We need to go on offense on the economy so that then when somebody brings up immigration, we could say, “Look, I’m a defender of immigrant rights,” or, “Look, I’m a defender of LGBT rights. And even if you might disagree with me on trans issues, if we can agree that Congress’s first job should be driving down the cost of housing, if we can agree that Congress should make it so that childcare is never more than seven percent of your budget no matter who you are in this country, then maybe our disagreement on trans issues is less of a big deal, because honestly, that factors into the lives of most voters so little.”

From The American Prospect:

What bothered Casar most was waning support for Democrats from working-class voters, something he had seen firsthand on the campaign trail for Harris. He saw it as an existential crisis for the party of the New Deal and Great Society, predicated on fighting for the common man and woman. “If we become a party of upper-income people, then I think we’re toast because we become a contradiction in and of ourselves as a party,” he said.

This year, Casar has focused squarely on reviving Democrats’ populist roots, while trusting that such positioning can play across the ideological divide. While the CPC has typically tended to its own membership in policy development and political strategy, Casar has pitched frontliners and swing-district members on his anti-oligarchy message.”

From The American Economic Liberties Project:

“Rep. Greg Casar (TX-35)
kicked off the event by speaking to the broad recognition that our healthcare system, dominated by vertically-integrated giants, is severely broken, saying, “ There is a growing consensus [of lawmakers] who recognize that these middlemen pharmacy benefit managers, that these private equity mergers and that the monopolization of our healthcare system is hurting Texans, no matter who you vote for.”

“People from both sides of the aisle, people all over the country, and providers and patients alike are saying it is time to break up Big Medicine,” Rep. Casar concluded.”


The current partisan divide is so top of brain now that we forget that there were Bernie Sanders supporters who voted for Trump in 2016. Because they saw Hillary as part of the same system that Trump was challenging. A system where both parties had done not nearly enough to provide better jobs, lower prices – a sustainable life for average working people. Sanders and Trump were “change candidates”.
Hillary would have been a far better president than Trump, of course. But she represented the status quo that had provided bupkis for the workers who lost their jobs to outsourcing and automation.

The Democratic Party can shed its “coastal elite” image with the help of young leaders like Greg Casar. Let’s find them and applaud their WINNING messages!
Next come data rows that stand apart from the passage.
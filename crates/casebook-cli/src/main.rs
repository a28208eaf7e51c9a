//! Entry point for the `casebook` binary.

use std::io::IsTerminal;
use std::process::ExitCode;

use casebook_cli::cli::{Cli, OutputFormat};
use casebook_cli::error::{ErrorFormatter, Exit};
use casebook_cli::CliError;
use casebook_common_config::Environment;
use casebook_common_log::{LogConfig, LogError, LogLevel};
use clap::{ColorChoice, Parser};

fn main() -> ExitCode {
    Environment::init();
    let cli = Cli::parse();

    init_logging(log_config(&cli));

    let runtime = match tokio::runtime::Builder::new_multi_thread().enable_all().build() {
        Ok(runtime) => runtime,
        Err(e) => {
            eprintln!("error: failed to start async runtime: {e}");
            return Exit::GeneralError.into();
        }
    };

    let format = cli.format;
    let verbose = cli.verbose > 0;
    match runtime.block_on(run(cli)) {
        Ok(()) => Exit::Success.into(),
        Err(e) => {
            tracing::debug!(code = e.code(), "command failed");
            let formatter = ErrorFormatter::new().verbose(verbose);
            match format {
                OutputFormat::Json => eprintln!("{}", formatter.format_json(&e)),
                OutputFormat::Text => eprint!("{}", formatter.format(&e)),
            }
            e.exit_code().into()
        }
    }
}

async fn run(cli: Cli) -> Result<(), CliError> {
    let config = cli.load_config()?;
    cli.execute(config).await
}

/// Logging problems are reported but never stop the command. A log file that
/// cannot be opened falls back to stderr only.
fn init_logging(config: LogConfig) {
    let fallback = LogConfig {
        file_path: None,
        ..config.clone()
    };
    match casebook_common_log::init(config) {
        Ok(()) => {}
        Err(e @ LogError::FileError(_)) => {
            eprintln!("warning: {e}; logging to stderr only");
            if let Err(e) = casebook_common_log::init(fallback) {
                eprintln!("warning: {e}");
            }
        }
        Err(e) => eprintln!("warning: {e}"),
    }
}

/// Environment settings first, then `-v`/`-q` on top when given.
fn log_config(cli: &Cli) -> LogConfig {
    let mut config = LogConfig::from_env();
    if cli.verbose > 0 || cli.quiet {
        config.level = LogLevel::from_verbosity(cli.verbose, cli.quiet);
    }
    config.source_location |= cli.verbose >= 3;
    config.ansi = match cli.color {
        ColorChoice::Always => true,
        ColorChoice::Never => false,
        ColorChoice::Auto => std::io::stderr().is_terminal() && std::env::var_os("NO_COLOR").is_none(),
    };
    config
}
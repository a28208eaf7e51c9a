//! Casebook CLI library.
//!
//! Everything the `casebook` binary does lives here so that it can be tested
//! without spawning a process.

pub mod cli;
pub mod commands;
pub mod error;
pub mod output;

pub use error::CliError;
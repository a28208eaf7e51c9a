use casebook_common_http::{HttpError, ResponseError};
use casebook_history_types::IngestError;
use casebook_session::SessionError;
use thiserror::Error;

/// Case API errors.
#[derive(Debug, Error)]
pub enum ApiError {
    #[error(transparent)]
    Http(#[from] HttpError),

    #[error(transparent)]
    Response(#[from] ResponseError),

    #[error("malformed input: {0}")]
    MalformedInput(#[from] IngestError),

    #[error(transparent)]
    Session(#[from] SessionError),

    #[error("invalid API configuration: {0}")]
    Config(String),
}

impl ApiError {
    /// Whether the failure is about who is asking rather than what was asked.
    pub fn is_auth(&self) -> bool {
        matches!(
            self,
            Self::Session(_) | Self::Http(HttpError::Unauthorized { .. })
        )
    }
}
Yes. And perhaps we need to rename the party. The Democratic Workers Party. DEMAND respect for LABOR. Not oligarchs, not guys with too much money and too many yachts. Workers in factories, stores, distribution centers and offices. Workers at home, in coffee shops and hotels. Workers providing us with food!
Workers everywhere.

Most of America is suffering while a few are wallowing in extreme luxury. It ain’t right.

It all sounds really “lefty” doesn’t it. Who cares!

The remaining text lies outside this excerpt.